Exhibition
Front and Center

SVA Chelsea Gallery
601 West 26th Street, 15th floor, New York, NY 10001Reception
Thu, Mar 13; 6:00 - 8:00pm
“Front and Center” is an exhibition of new work by second-year MFA Fine Arts students. Curated by MA Curatorial Practice Deputy Chair Jovana Stokic, the exhibition is on view March 1 through 15 at the SVA Chelsea Gallery, 601 West 26th Street, 15th floor. (The gallery is closed Friday, March 7, for a staff holiday.) Admission is free and open to the public.
Participating artists include Julia Bahn, Lucy Brinckerhoff, Graciela Cassel, Youri Choi, Tiffany DiOrio, Leah Dixon, Anthony Donatelle, Byul Han, Alison Kuo, Lin Jiayue, Christopher Martino, Jennifer McDermott, Manuel Vazquez aka Mava and Jacob Williams.
Stokic explains: “This exhibition’s title links it to the first show of the second-year MFA Fine Arts students: ‘Home Front.’ Because the notion of the front here is devoid of any militaristic connotation, ‘Front and Center’ insists on a whole range of positions not necessarily related to mainstream art practice. ‘Front and Center’ as a purposely non-hieratical direction invokes idiomatically the most prominent position for all the works within the gallery space. At the same time, imagined as a grouping that is nominally front and center, the show erases any closures. There are no superior or inferior positions awaiting the different modes of presence in the gallery space of this show. Still, the exhibition’s separate works should not be treated as fulfilling one unified vision: the artists resolutely represent their own unique idiosyncratic fronts in varied practices that range from projected light to very palpable object making in the gallery space. In this way, the differences are not neutralized. Rather, their multiplicity is carefully calibrated.”

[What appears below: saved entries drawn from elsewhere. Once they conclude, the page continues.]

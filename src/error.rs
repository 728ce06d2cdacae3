//! Domain error taxonomy.
//!
//! Every fallible path in the crate bubbles one of these kinds; the HTTP
//! layer maps kind → status + stable code string and the client retry
//! policy consults `is_retryable`.

use axum::http::StatusCode;

pub type Result<T> = std::result::Result<T, Error>;

#[derive(Debug, thiserror::Error)]
pub enum Error {
    // ── Input ───────────────────────────────────────────
    #[error("validation failed: {0}")]
    Validation(String),

    #[error("{resource} not found: {id}")]
    NotFound { resource: &'static str, id: String },

    #[error("conflict: {0}")]
    Conflict(String),

    #[error("unsupported device generation: {0}")]
    UnsupportedGeneration(u8),

    #[error("could not determine device generation at {0}")]
    InvalidGeneration(String),

    // ── Transport ───────────────────────────────────────
    #[error("operation timed out")]
    Timeout,

    #[error("device unreachable: {0}")]
    DeviceUnreachable(String),

    #[error("device requires authentication")]
    AuthRequired,

    #[error("authentication failed: {0}")]
    AuthFailed(String),

    #[error("protocol error: {0}")]
    Protocol(String),

    #[error("rpc error {code}: {message}")]
    Rpc { code: i64, message: String },

    // ── State ───────────────────────────────────────────
    #[error("template inheritance cycle at template {0}")]
    TemplateCycle(i64),

    #[error("template error: {0}")]
    Template(String),

    #[error("stale record: {0}")]
    Stale(String),

    #[error("record expired: {0}")]
    Expired(String),

    // ── Storage ─────────────────────────────────────────
    #[error("storage error: {0}")]
    Storage(String),

    #[error(transparent)]
    Io(#[from] std::io::Error),

    // ── Integrity ───────────────────────────────────────
    #[error("checksum mismatch: expected {expected}, got {actual}")]
    ChecksumMismatch { expected: String, actual: String },

    #[error("record count mismatch: archive declares {declared}, found {found}")]
    RecordCountMismatch { declared: u64, found: u64 },

    #[error("unsupported archive version: {0}")]
    UnsupportedArchiveVersion(String),

    // ── Plugins ─────────────────────────────────────────
    #[error("plugin error: {0}")]
    Plugin(String),

    // ── Internal ────────────────────────────────────────
    #[error("internal error: {0}")]
    Internal(String),
}

impl Error {
    /// HTTP status this error maps to at the API boundary.
    pub fn status(&self) -> StatusCode {
        match self {
            Error::Validation(_) | Error::InvalidGeneration(_) => StatusCode::BAD_REQUEST,
            Error::NotFound { .. } => StatusCode::NOT_FOUND,
            Error::Conflict(_) | Error::Stale(_) => StatusCode::CONFLICT,
            Error::UnsupportedGeneration(_) => StatusCode::UNPROCESSABLE_ENTITY,
            Error::Timeout => StatusCode::GATEWAY_TIMEOUT,
            Error::DeviceUnreachable(_) => StatusCode::BAD_GATEWAY,
            Error::AuthRequired | Error::AuthFailed(_) => StatusCode::UNAUTHORIZED,
            Error::Protocol(_) | Error::Rpc { .. } => StatusCode::BAD_GATEWAY,
            Error::TemplateCycle(_) | Error::Template(_) => StatusCode::UNPROCESSABLE_ENTITY,
            Error::Expired(_) => StatusCode::GONE,
            Error::ChecksumMismatch { .. }
            | Error::RecordCountMismatch { .. }
            | Error::UnsupportedArchiveVersion(_) => StatusCode::UNPROCESSABLE_ENTITY,
            Error::Plugin(_) => StatusCode::UNPROCESSABLE_ENTITY,
            Error::Storage(_) | Error::Io(_) | Error::Internal(_) => {
                StatusCode::INTERNAL_SERVER_ERROR
            }
        }
    }

    /// Stable machine-readable code for the response envelope.
    pub fn code(&self) -> &'static str {
        match self {
            Error::Validation(_) => "VALIDATION_FAILED",
            Error::NotFound { resource, .. } => match *resource {
                "device" => "DEVICE_NOT_FOUND",
                _ => "NOT_FOUND",
            },
            Error::Conflict(_) => "CONFLICT",
            Error::UnsupportedGeneration(_) | Error::InvalidGeneration(_) => {
                "UNSUPPORTED_GENERATION"
            }
            Error::Timeout => "TIMEOUT",
            Error::DeviceUnreachable(_) => "DEVICE_OFFLINE",
            Error::AuthRequired | Error::AuthFailed(_) => "UNAUTHORIZED",
            Error::Protocol(_) | Error::Rpc { .. } => "DEVICE_PROTOCOL_ERROR",
            Error::TemplateCycle(_) | Error::Template(_) => "TEMPLATE_ERROR",
            Error::Stale(_) => "STALE_RECORD",
            Error::Expired(_) => "EXPIRED",
            Error::Storage(_) => "STORAGE_ERROR",
            Error::ChecksumMismatch { .. } => "CHECKSUM_MISMATCH",
            Error::RecordCountMismatch { .. } => "RECORD_COUNT_MISMATCH",
            Error::UnsupportedArchiveVersion(_) => "UNSUPPORTED_ARCHIVE_VERSION",
            Error::Plugin(_) => "PLUGIN_ERROR",
            Error::Io(_) | Error::Internal(_) => "INTERNAL_SERVER_ERROR",
        }
    }

    /// Transient errors the device client may retry.
    pub fn is_retryable(&self) -> bool {
        matches!(
            self,
            Error::Timeout | Error::DeviceUnreachable(_) | Error::Protocol(_)
        )
    }

    /// Message safe to return to API clients. Internal details are redacted.
    pub fn public_message(&self) -> String {
        match self {
            Error::Storage(_) | Error::Io(_) | Error::Internal(_) => {
                "internal server error".to_string()
            }
            other => other.to_string(),
        }
    }
}

impl From<rusqlite::Error> for Error {
    fn from(e: rusqlite::Error) -> Self {
        match e {
            rusqlite::Error::QueryReturnedNoRows => Error::NotFound {
                resource: "record",
                id: String::new(),
            },
            rusqlite::Error::SqliteFailure(code, Some(msg))
                if code.code == rusqlite::ErrorCode::ConstraintViolation =>
            {
                Error::Conflict(msg)
            }
            other => Error::Storage(other.to_string()),
        }
    }
}

impl From<reqwest::Error> for Error {
    fn from(e: reqwest::Error) -> Self {
        if e.is_timeout() {
            Error::Timeout
        } else if e.is_connect() {
            Error::DeviceUnreachable(
                e.url().map(|u| u.to_string()).unwrap_or_else(|| "unknown".into()),
            )
        } else {
            Error::Protocol(e.to_string())
        }
    }
}

impl From<serde_json::Error> for Error {
    fn from(e: serde_json::Error) -> Self {
        Error::Validation(format!("invalid JSON: {}", e))
    }
}

impl From<serde_yaml::Error> for Error {
    fn from(e: serde_yaml::Error) -> Self {
        Error::Validation(format!("invalid YAML: {}", e))
    }
}

#[cfg(test)]
mod tests {
    use super::*;

    #[test]
    fn test_status_mapping() {
        assert_eq!(Error::Validation("x".into()).status(), StatusCode::BAD_REQUEST);
        assert_eq!(
            Error::NotFound { resource: "device", id: "7".into() }.status(),
            StatusCode::NOT_FOUND
        );
        assert_eq!(Error::Timeout.status(), StatusCode::GATEWAY_TIMEOUT);
        assert_eq!(Error::Storage("boom".into()).status(), StatusCode::INTERNAL_SERVER_ERROR);
    }

    #[test]
    fn test_device_not_found_code() {
        let err = Error::NotFound { resource: "device", id: "3".into() };
        assert_eq!(err.code(), "DEVICE_NOT_FOUND");
        let err = Error::NotFound { resource: "template", id: "3".into() };
        assert_eq!(err.code(), "NOT_FOUND");
    }

    #[test]
    fn test_internal_details_redacted() {
        let err = Error::Storage("table devices is corrupt at page 9".into());
        assert_eq!(err.public_message(), "internal server error");
        let err = Error::Validation("mac is required".into());
        assert!(err.public_message().contains("mac is required"));
    }

    #[test]
    fn test_retryable() {
        assert!(Error::Timeout.is_retryable());
        assert!(Error::DeviceUnreachable("10.0.0.9".into()).is_retryable());
        assert!(!Error::AuthRequired.is_retryable());
        assert!(!Error::Validation("x".into()).is_retryable());
    }
}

MFA Fine Arts at SVA reflects the diversity of New York’s many art worlds. Together, the faculty and students form a community of established and emerging artists from many backgrounds who work across disciplines and modes of practice. The department’s main goals are to provide a stimulating and supportive environment in which students can thrive and develop as artists, to foster rigorous critical engagement with contemporary art and other cultural forms and to produce an ongoing conversation through work as much as through words about what we make, how we make it and why.